Etihad's James Hogan goes, Virgin's John Borghetti gonged

Etihad's James Hogan and Virgin's John Borghetti in happier times for the former.
Etihad's James Hogan and Virgin's John Borghetti in happier times for the former. Dom Lorrimer

Well it's aviation on the front and aviation on the back – News Corp's Alan Joyce-hater Miranda Devine will be chucking ashtrays this morning!

While Joyce is channelling Reservoir Dogs (Harvey Keitel to Marc Newson's Tim Roth), archrival John Borghetti was named an Officer of the Order of Australia in Thursday's Australia Day honours list.

The award is timed nicely, with Borghetti at the top of descent at Virgin Australia after nearly seven years at the helm. Chairman Elizabeth Bryan's thinking is well advanced vis-à-vis management succession. The airline's line manager, industry veteran John Thomas, remains Borghetti's most likely replacement, though there is no shortage of outsiders jostling for the board's attention.

Chief among them is the Crown Prince of Etihad, James Hogan, whose board announced his impending departure from the UAE national carrier on Tuesday.

Man most likely: Virgin Australia's group executive John Thomas.
Man most likely: Virgin Australia's group executive John Thomas. Bloomberg

Not so long ago, Hogan, a Melbourne native and former Ansett trolley dolly, coveted the top job at Qantas – back when Joyce looked unlikely to survive a series of strategic thought bubbles and a sea of red ink.

How the tables have turned. Joyce now has Qantas spitting out cash like a faulty ATM while Etihad – like its Gulf siblings (even the most commercial of them, Emirates, is desperately pulling in its belt – is flying empty planes to and from a fake metropolis buggerised by the structural decline of crude oil-related industry. The mind boggles at just how many tens of billions of Nayan family wealth has been flushed.

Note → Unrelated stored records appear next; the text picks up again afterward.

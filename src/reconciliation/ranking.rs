//! Candidate ranking and match classification

use serde::{Deserialize, Serialize};

use crate::reconciliation::options::{Thresholds, Tolerances};
use crate::reconciliation::scoring::{score_match, ScoringPolicy};
use crate::types::*;

/// A scored candidate history entry for one movement
#[derive(Debug, Clone, PartialEq, Serialize, Deserialize)]
#[serde(rename_all = "camelCase")]
pub struct MatchResult {
    pub history_entry: ContractHistoryEntry,
    pub confidence: u8,
    pub primary_reason: String,
    pub reasons: Vec<String>,
}

/// Ranked candidates for one movement, best first
#[derive(Debug, Clone, Default, PartialEq, Serialize, Deserialize)]
#[serde(rename_all = "camelCase")]
pub struct Ranking {
    pub best_match: Option<MatchResult>,
    /// Top candidates, bounded by the policy's `max_candidates`
    pub candidates: Vec<MatchResult>,
}

impl Ranking {
    pub fn best_confidence(&self) -> u8 {
        self.best_match.as_ref().map_or(0, |m| m.confidence)
    }
}

/// Score a movement against a pool of history entries.
///
/// Candidates with zero confidence are dropped. Equal confidences are
/// ordered by the entry's creation time, then by id.
pub fn rank_candidates<'a, I>(
    movement: &Movement,
    pool: I,
    tolerances: &Tolerances,
    policy: &ScoringPolicy,
) -> Ranking
where
    I: IntoIterator<Item = &'a ContractHistoryEntry>,
{
    let mut scored: Vec<MatchResult> = pool
        .into_iter()
        .filter_map(|entry| {
            let score = score_match(movement, entry, tolerances, policy);
            (score.confidence > 0).then(|| MatchResult {
                history_entry: entry.clone(),
                confidence: score.confidence,
                primary_reason: score.primary_reason,
                reasons: score.reasons,
            })
        })
        .collect();

    scored.sort_by(|a, b| {
        b.confidence
            .cmp(&a.confidence)
            .then_with(|| a.history_entry.created_at.cmp(&b.history_entry.created_at))
            .then_with(|| a.history_entry.id.cmp(&b.history_entry.id))
    });
    let best_match = scored.first().cloned();
    scored.truncate(policy.max_candidates);

    Ranking {
        best_match,
        candidates: scored,
    }
}

/// How an auto-linked pair was classified
#[derive(Debug, Clone, Copy, PartialEq, Eq, Hash, Serialize, Deserialize)]
#[serde(rename_all = "lowercase")]
pub enum MatchType {
    Exact,
    Fuzzy,
    Failed,
}

/// Outcome of classifying a ranking
#[derive(Debug, Clone, Copy, PartialEq, Eq, Serialize, Deserialize)]
#[serde(rename_all = "SCREAMING_SNAKE_CASE")]
pub enum Decision {
    /// Link without review; carries `Exact` or `Fuzzy`
    AutoLink(MatchType),
    ManualReview,
    Unmatched,
}

/// Confidence at and above which an auto-link is labelled exact
pub const EXACT_MATCH_CONFIDENCE: u8 = 90;

/// Apply the thresholds to a ranking
pub fn classify(ranking: &Ranking, thresholds: &Thresholds) -> Decision {
    let Some(best) = ranking.best_match.as_ref() else {
        return Decision::Unmatched;
    };

    if best.confidence >= thresholds.min_confidence_for_auto_link {
        let match_type = if best.confidence >= EXACT_MATCH_CONFIDENCE {
            MatchType::Exact
        } else {
            MatchType::Fuzzy
        };
        Decision::AutoLink(match_type)
    } else if best.confidence >= thresholds.min_confidence_for_manual_review {
        Decision::ManualReview
    } else {
        Decision::Unmatched
    }
}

As Bryan well knows, after hurried growth under Borghetti, Virgin needs to start generating sufficient returns on its invested capital. And having never in his long career ever run a commercially-obliged (let alone profitable) aviation business, Hogan has as much chance of replacing Borghetti at Virgin as he did of seizing Joyce's chair at Mascot.

Another keen bean – rumour has it – is former Qantas executive Simon Hickey, now running student accommodation trust Campus Living and who can claim much credit for the exponential prosperity of the Qantas Frequent Flyer program. Still, Thomas remains the unbackable favourite.